その大自然の中に、人々は集い、街を成し、都市を造りあまつさえ国家を建てて営みを続けていた。


ときに野獣と対峙し、ときに人同士で争い、


ときには異端の神々と関わる事も有ったという。


自然と調和しつつ営みを続けて来た人々であったが、ある時この世界の摂理に逆らって地に落ちようとしない不可思議な鉱石(のちにこの世界で錬金術者と呼ばれている科学者によって『不沈石』と名付けられる)の発見と、その応用によって作り上げられた飛空技術は、この世界に飛空船という禁断の技術をもたらしてしまう。


血気盛んなエイメールは、船大工の父親の頑ななまでの実直さを嫌い、家を飛び出して放浪の旅を続けていたが、ある時田舎町フリエンテのパン屋の幼い姉妹に、仕入れに出掛けたまま帰ってこない両親探しを頼まれてしまい、成り行きであても無いのに引き受けてしまう。


立ち寄った商業都市で情報収集していたエイメールは姉妹の両親の情報を追う内、鉱山地帯でそれらしき夫婦連れを見掛けたとの情報を掴み向かうが、途上空賊に襲われ不時着していた郵便飛空船と出逢いエイメールは彼らと行動を共にすることになった。
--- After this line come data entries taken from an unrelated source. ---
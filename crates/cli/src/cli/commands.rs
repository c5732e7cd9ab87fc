use clap::{Parser, Subcommand, ValueEnum};
use pinbox_core::error::Stage;
use std::path::PathBuf;

/// Deterministic image builds for a single-process Python service
#[derive(Parser, Debug)]
#[command(
    name = "pinbox",
    about = "Deterministic image builds for a single-process Python service",
    version,
    author,
    long_about = "pinbox builds an OCI image from a pinned Python base image, a dependency \
                  manager binary copied from its own image, a pyproject.toml + uv.lock pair, \
                  and one entry-point file. Dependencies are installed exactly as locked; \
                  nothing is re-resolved."
)]
pub struct CliArgs {
    #[command(subcommand)]
    pub command: Commands,

    #[arg(long, global = true, value_name = "LEVEL", help = "Set logging level")]
    pub log_level: Option<String>,

    #[arg(
        long,
        global = true,
        value_enum,
        default_value = "text",
        help = "Log output format"
    )]
    pub log_format: LogFormatArg,

    #[arg(short = 'v', long, global = true, help = "Enable debug logging")]
    pub verbose: bool,

    #[arg(
        short = 'q',
        long,
        global = true,
        conflicts_with = "verbose",
        help = "Quiet mode - suppress non-error output"
    )]
    pub quiet: bool,
}

#[derive(Subcommand, Debug)]
pub enum Commands {
    #[command(
        about = "Build an OCI image from a build context",
        long_about = "Runs the four build stages (base provisioning, tool injection, dependency \
                      resolution, application assembly) and writes an OCI image layout.\n\n\
                      Examples:\n  \
                      pinbox build --image-store ./images --wheelhouse ./wheels\n  \
                      pinbox build ./service --output ./out --tag service:1.4.0\n  \
                      pinbox build --pin fastapi==0.116.1 --no-frozen"
    )]
    Build(BuildArgs),

    #[command(
        about = "Show what a build would produce without fetching anything",
        long_about = "Verifies the lock file against the manifest and prints the resolved plan: \
                      base image, tool, locked packages, and launch configuration.\n\n\
                      Examples:\n  \
                      pinbox plan\n  \
                      pinbox plan --format dockerfile"
    )]
    Plan(PlanArgs),

    #[command(
        about = "Run the startup command of a built image",
        long_about = "Unpacks an OCI image layout into a root directory and runs its startup \
                      command there. PORT is read from the environment (default 8002). \
                      Ctrl-C stops the process; the exit code is the process's exit code."
    )]
    Run(RunArgs),

    #[command(about = "Show the effective configuration")]
    Config(ConfigArgs),
}

#[derive(Parser, Debug, Clone, Default)]
pub struct ContextArgs {
    #[arg(
        value_name = "CONTEXT",
        help = "Build context directory (defaults to current directory)"
    )]
    pub context: Option<PathBuf>,

    #[arg(long, value_name = "FILE", help = "Recipe file (defaults to <CONTEXT>/pinbox.toml)")]
    pub recipe: Option<PathBuf>,

    #[arg(
        long,
        value_name = "NAME=VERSION",
        help = "Require the lock file to pin NAME at exactly VERSION (repeatable)"
    )]
    pub pin: Vec<String>,

    #[arg(long, help = "Allow other locked wheels of the same version when the primary one is unavailable")]
    pub no_frozen: bool,

    #[arg(long, value_name = "ARCH", help = "Target platform (x86_64, aarch64)")]
    pub platform: Option<String>,
}

#[derive(Parser, Debug, Clone)]
pub struct BuildArgs {
    #[command(flatten)]
    pub context: ContextArgs,

    #[arg(long, value_name = "DIR", help = "Local image store holding base and tool images")]
    pub image_store: Option<PathBuf>,

    #[arg(long, value_name = "DIR", help = "Directory of wheel files consulted before any URL")]
    pub wheelhouse: Option<PathBuf>,

    #[arg(
        short = 'o',
        long,
        value_name = "DIR",
        help = "OCI layout output directory (defaults to <CONTEXT>/image)"
    )]
    pub output: Option<PathBuf>,

    #[arg(
        short = 't',
        long,
        value_name = "NAME:TAG",
        default_value = "pinbox-app:local",
        help = "Reference name recorded in the layout index"
    )]
    pub tag: String,

    #[arg(long, help = "Keep fetched wheels in the image")]
    pub retain_cache: bool,

    #[arg(long, value_name = "SECONDS", help = "Timeout for each image pull and artifact fetch")]
    pub fetch_timeout: Option<u64>,

    #[arg(
        long,
        value_enum,
        value_name = "STAGE",
        help = "Stop after this stage and export the partial image"
    )]
    pub target: Option<StageArg>,
}

#[derive(Parser, Debug, Clone)]
pub struct PlanArgs {
    #[command(flatten)]
    pub context: ContextArgs,

    #[arg(
        short = 'f',
        long,
        value_enum,
        default_value = "human",
        help = "Output format"
    )]
    pub format: OutputFormatArg,
}

#[derive(Parser, Debug, Clone)]
pub struct RunArgs {
    #[arg(value_name = "IMAGE", help = "OCI image layout directory")]
    pub image: PathBuf,

    #[arg(long, value_name = "NAME:TAG", help = "Manifest to run when the layout holds several")]
    pub tag: Option<String>,

    #[arg(
        long,
        value_name = "DIR",
        help = "Unpack into this directory instead of a temporary one"
    )]
    pub rootfs: Option<PathBuf>,
}

#[derive(Parser, Debug, Clone)]
pub struct ConfigArgs {
    #[arg(
        short = 'f',
        long,
        value_enum,
        default_value = "human",
        help = "Output format"
    )]
    pub format: OutputFormatArg,
}

#[derive(ValueEnum, Debug, Clone, Copy, PartialEq, Eq)]
pub enum OutputFormatArg {
    Json,
    Yaml,
    Human,
    Dockerfile,
}

impl From<OutputFormatArg> for super::output::OutputFormat {
    fn from(arg: OutputFormatArg) -> Self {
        match arg {
            OutputFormatArg::Json => super::output::OutputFormat::Json,
            OutputFormatArg::Yaml => super::output::OutputFormat::Yaml,
            OutputFormatArg::Human => super::output::OutputFormat::Human,
            OutputFormatArg::Dockerfile => super::output::OutputFormat::Dockerfile,
        }
    }
}

#[derive(ValueEnum, Debug, Clone, Copy, PartialEq, Eq)]
pub enum LogFormatArg {
    Text,
    Json,
}

#[derive(ValueEnum, Debug, Clone, Copy, PartialEq, Eq)]
pub enum StageArg {
    Base,
    Tool,
    Dependencies,
    Assemble,
}

impl From<StageArg> for Stage {
    fn from(arg: StageArg) -> Self {
        match arg {
            StageArg::Base => Stage::BaseProvisioning,
            StageArg::Tool => Stage::ToolInjection,
            StageArg::Dependencies => Stage::DependencyResolution,
            StageArg::Assemble => Stage::ApplicationAssembly,
        }
    }
}

#[cfg(test)]
mod tests {
    use super::*;
    use clap::CommandFactory;

    #[test]
    fn test_cli_args_verify() {
        CliArgs::command().debug_assert();
    }

    #[test]
    fn test_default_build_args() {
        let args = CliArgs::parse_from(["pinbox", "build"]);
        match args.command {
            Commands::Build(build) => {
                assert!(build.context.context.is_none());
                assert!(build.context.pin.is_empty());
                assert!(!build.context.no_frozen);
                assert!(!build.retain_cache);
                assert_eq!(build.tag, "pinbox-app:local");
                assert!(build.target.is_none());
            }
            _ => panic!("Expected Build command"),
        }
        assert_eq!(args.log_format, LogFormatArg::Text);
    }

    #[test]
    fn test_build_with_options() {
        let args = CliArgs::parse_from([
            "pinbox",
            "build",
            "/srv/app",
            "--image-store",
            "/images",
            "--wheelhouse",
            "/wheels",
            "--pin",
            "fastapi==0.116.1",
            "--pin",
            "uvicorn=0.35.0",
            "--no-frozen",
            "--retain-cache",
            "--fetch-timeout",
            "5",
            "--target",
            "dependencies",
        ]);

        match args.command {
            Commands::Build(build) => {
                assert_eq!(build.context.context, Some(PathBuf::from("/srv/app")));
                assert_eq!(build.image_store, Some(PathBuf::from("/images")));
                assert_eq!(build.context.pin.len(), 2);
                assert!(build.context.no_frozen);
                assert!(build.retain_cache);
                assert_eq!(build.fetch_timeout, Some(5));
                assert_eq!(
                    build.target.map(Stage::from),
                    Some(Stage::DependencyResolution)
                );
            }
            _ => panic!("Expected Build command"),
        }
    }

    #[test]
    fn test_plan_format() {
        let args = CliArgs::parse_from(["pinbox", "plan", "--format", "dockerfile"]);
        match args.command {
            Commands::Plan(plan) => assert_eq!(plan.format, OutputFormatArg::Dockerfile),
            _ => panic!("Expected Plan command"),
        }
    }

    #[test]
    fn test_run_args() {
        let args = CliArgs::parse_from(["pinbox", "run", "./image", "--rootfs", "/tmp/root"]);
        match args.command {
            Commands::Run(run) => {
                assert_eq!(run.image, PathBuf::from("./image"));
                assert_eq!(run.rootfs, Some(PathBuf::from("/tmp/root")));
                assert!(run.tag.is_none());
            }
            _ => panic!("Expected Run command"),
        }
    }

    #[test]
    fn test_global_flags() {
        let args = CliArgs::parse_from(["pinbox", "-v", "--log-format", "json", "config"]);
        assert!(args.verbose);
        assert!(!args.quiet);
        assert_eq!(args.log_format, LogFormatArg::Json);

        let args = CliArgs::parse_from(["pinbox", "--log-level", "debug", "config"]);
        assert_eq!(args.log_level, Some("debug".to_string()));
    }
}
紺碧こんぺきの空と深碧しんぺきの海の間、陽光と白い雲の波間を掻き分けて郵便飛空船パランティカシータ(あさぎまだら)号は進む。


旅を続ける内、エイメールはいつしかうら若き少女シャロンが何故この船の船長となったかを知り、シャロンの秘めた苦悩に寄り添うようになる。


邪教の信徒に攫われた子供たちの救出に、砂漠の地下神殿に幽閉された異界の神の娘との闘い。


やがて人探しの旅は酒場の法螺話と噂されていた浮遊大陸へと誘われていく。

何故飛ぶことが禁忌とされていたのか真実に辿り着きながらも。

少年は、出逢った人々の為、信じた仲間たちと今日も空を駆ける。